Christians, Yazidis and other
minorities in Iraq are "reliable ally" for the United States, the
leaders of IDC note that since 2003, year of the US invasion of Iraq,
"there were no US casualties in Iraq at the hands of Yazidis,
Christians, or Turkmen".
IDC believes that a "safe zone" in northern
Iraq to protect minorities can be achieved through a "multinational
force", beginning with "coalition troops" already in the region.
According to In Defence of Christians, "There are precedents for such
interventions by the U.S. and its allies", which should be used as
"models to protect these ethnic and religious minorities in Iraq".
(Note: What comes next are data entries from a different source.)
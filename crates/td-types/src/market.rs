use serde::{Deserialize, Serialize};

/// One entry of the market discovery tree.
///
/// Returned by both the super-group and group listings; when
/// `is_white_label_popular_market` is set the entry is not a real super
/// group and quotes can be listed for it directly.
#[derive(Debug, Clone, Serialize, Deserialize)]
pub struct MarketGroup {
    #[serde(rename = "ID")]
    pub id: i32,
    #[serde(rename = "Name")]
    pub name: String,
    #[serde(rename = "IsSuperGroup")]
    pub is_super_group: bool,
    #[serde(rename = "IsWhiteLabelPopularMarket")]
    pub is_white_label_popular_market: bool,
    #[serde(rename = "HasSubscription")]
    pub has_subscription: bool,
}

/// A tradable market as listed by `GetMarketQuote`, field names exactly as
/// the venue emits them.
#[derive(Debug, Clone, Serialize, Deserialize)]
pub struct Market {
    #[serde(rename = "MarketID")]
    pub market_id: i32,
    #[serde(rename = "QuoteID")]
    pub quote_id: i32,
    #[serde(rename = "AtQuoteAtMarket")]
    pub at_quote_at_market: i32,
    #[serde(rename = "ExchangeID")]
    pub exchange_id: i32,
    #[serde(rename = "PrcGenFractionalPrice")]
    pub prc_gen_fractional_price: i32,
    #[serde(rename = "PrcGenDecimalPlaces")]
    pub prc_gen_decimal_places: i32,
    #[serde(rename = "High")]
    pub high: f64,
    #[serde(rename = "Low")]
    pub low: f64,
    #[serde(rename = "DailyChange")]
    pub daily_change: f64,
    #[serde(rename = "Bid")]
    pub bid: f64,
    #[serde(rename = "Ask")]
    pub ask: f64,
    #[serde(rename = "BetPer")]
    pub bet_per: f64,
    #[serde(rename = "IsGSLPercent")]
    pub is_gsl_percent: i32,
    #[serde(rename = "GSLDis")]
    pub gsl_dis: f64,
    #[serde(rename = "MinCloseOrderDisTicks")]
    pub min_close_order_dis_ticks: f64,
    #[serde(rename = "MinOpenOrderDisTicks")]
    pub min_open_order_dis_ticks: f64,
    #[serde(rename = "DisplayBetPer")]
    pub display_bet_per: f64,
    #[serde(rename = "IsInPortfolio")]
    pub is_in_portfolio: bool,
    #[serde(rename = "Tradable")]
    pub tradable: bool,
    #[serde(rename = "TradeOnWeb")]
    pub trade_on_web: bool,
    #[serde(rename = "CallOnly")]
    pub call_only: bool,
    #[serde(rename = "MarketName")]
    pub market_name: String,
    #[serde(rename = "TradeStartTime")]
    pub trade_start_time: String,
    #[serde(rename = "Currency")]
    pub currency: String,
    #[serde(rename = "AllowGtdsStops")]
    pub allow_gtds_stops: i32,
    #[serde(rename = "ForceOpen")]
    pub force_open: bool,
    #[serde(rename = "Margin")]
    pub margin: f64,
    #[serde(rename = "MarginType")]
    pub margin_type: bool,
    #[serde(rename = "GSLCharge")]
    pub gsl_charge: f64,
    #[serde(rename = "IsGSLChargePercent")]
    pub is_gsl_charge_percent: i32,
    #[serde(rename = "Spread")]
    pub spread: f64,
    #[serde(rename = "TradeRateType")]
    pub trade_rate_type: i32,
    #[serde(rename = "OpenTradeRate")]
    pub open_trade_rate: f64,
    #[serde(rename = "CloseTradeRate")]
    pub close_trade_rate: f64,
    #[serde(rename = "MinOpenTradeRate")]
    pub min_open_trade_rate: f64,
    #[serde(rename = "MinCloseTradeRate")]
    pub min_close_trade_rate: f64,
    #[serde(rename = "PriceDecimal")]
    pub price_decimal: f64,
    #[serde(rename = "Subscription")]
    pub subscription: bool,
    #[serde(rename = "SuperGroupID")]
    pub super_group_id: i32,
}

/// `GetMarketDetails` returns the same record shape as the quote listing.
pub type MarketDetails = Market;

/// Per-account trading defaults attached to a market details response.
#[derive(Debug, Clone, Serialize, Deserialize)]
pub struct ClientWebOptionInfo {
    #[serde(rename = "CFDDefaultStake")]
    pub cfd_default_stake: f64,
    #[serde(rename = "IsDealAlwayHedge")]
    pub is_deal_alway_hedge: bool,
    #[serde(rename = "IsDealAlwayGuarantee")]
    pub is_deal_alway_guarantee: bool,
    #[serde(rename = "IsOneClickTrade")]
    pub is_one_click_trade: bool,
    #[serde(rename = "IsOrderAlwayHedge")]
    pub is_order_alway_hedge: bool,
    #[serde(rename = "IsOrderAlwayGuarantee")]
    pub is_order_alway_guarantee: bool,
    #[serde(rename = "StopTypeID")]
    pub stop_type_id: i32,
    #[serde(rename = "TradeOrderTypeID")]
    pub trade_order_type_id: i32,
    #[serde(rename = "DealDefaultStake")]
    pub deal_default_stake: f64,
    #[serde(rename = "OrderDefaultStake")]
    pub order_default_stake: f64,
    #[serde(rename = "WebMinStake")]
    pub web_min_stake: f64,
    #[serde(rename = "WebMaxStake")]
    pub web_max_stake: f64,
}

#[derive(Debug, Clone, Serialize, Deserialize)]
pub struct MarketDetailsResponse {
    #[serde(rename = "MarketDetails")]
    pub market_details: MarketDetails,
    #[serde(rename = "WebInfo")]
    pub web_info: ClientWebOptionInfo,
}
In Defense of Christians had already promoted last September in
Washington a National Convention on the theme
"Beyond Genocide: Preserving Christianity in the Middle East".
On that
occasion, the idea of putting pressure on the US Congress so that it
would support the creation of a "protected area" for religious
minorities in the Nineveh Plain, with the consent of the local
authorities and in collaboration with both the central government in
Baghdad and with policy makers of the autonomous Region of Iraqi
Kurdistan had already taken shape.
US Congressmen attending the
convention - organized in collaboration with acronyms such as Philos
Project, the Armenian National Committee of America and the Institute of
Global Engagement - in that circumstance had already expressed their
support to the initiative.
There were negative reactions to this
strategy from several Iraqi political sectors: the intention to submit
to the US Congress a resolution sponsored by both Republican and
Democrat politicians to demand the establishment of an autonomous
province in the Nineveh Plain "under the banner of the protection of
minorities", was labeled by Shiite parliamentary Ferdous al Awadi, a
very active representative of the Iraqi national Alliance, as an attempt
to implement "the infamous draft of Joe Biden to divide Iraq and weaken
it".
The US - the Shiite political representative told Iraqi sources -
"are preparing to divide Iraq through an already prepared plan, which
must be realized after the defeat of the self-proclaimed Islamic State
(Daesh)".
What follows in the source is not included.